» **EXERCISE DIRECTIONS**
Nothing in the entries may be altered; copy them in full.
──────── THE DATA
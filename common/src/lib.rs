pub mod config;
pub mod games;
pub mod high_score;
pub mod logger;

pub use games::snake::{
    GameConfig, GameMode, GameOver, GameSession, SessionCommand, SnakeSession, Snapshot,
    TickResult, Winner,
};
pub use high_score::{FileHighScoreStore, HighScoreError, HighScoreStore, MemoryHighScoreStore};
────────────────
» **TASK RESPONSE**
filename common/src/lib.rs
pub mod config;
pub mod games;
pub mod high_score;
pub mod logger;

pub use games::snake::{
    GameConfig, GameMode, GameOver, GameSession, SessionCommand, SnakeSession, Snapshot,
    TickResult, Winner,
};
pub use high_score::{FileHighScoreStore, HighScoreError, HighScoreStore, MemoryHighScoreStore};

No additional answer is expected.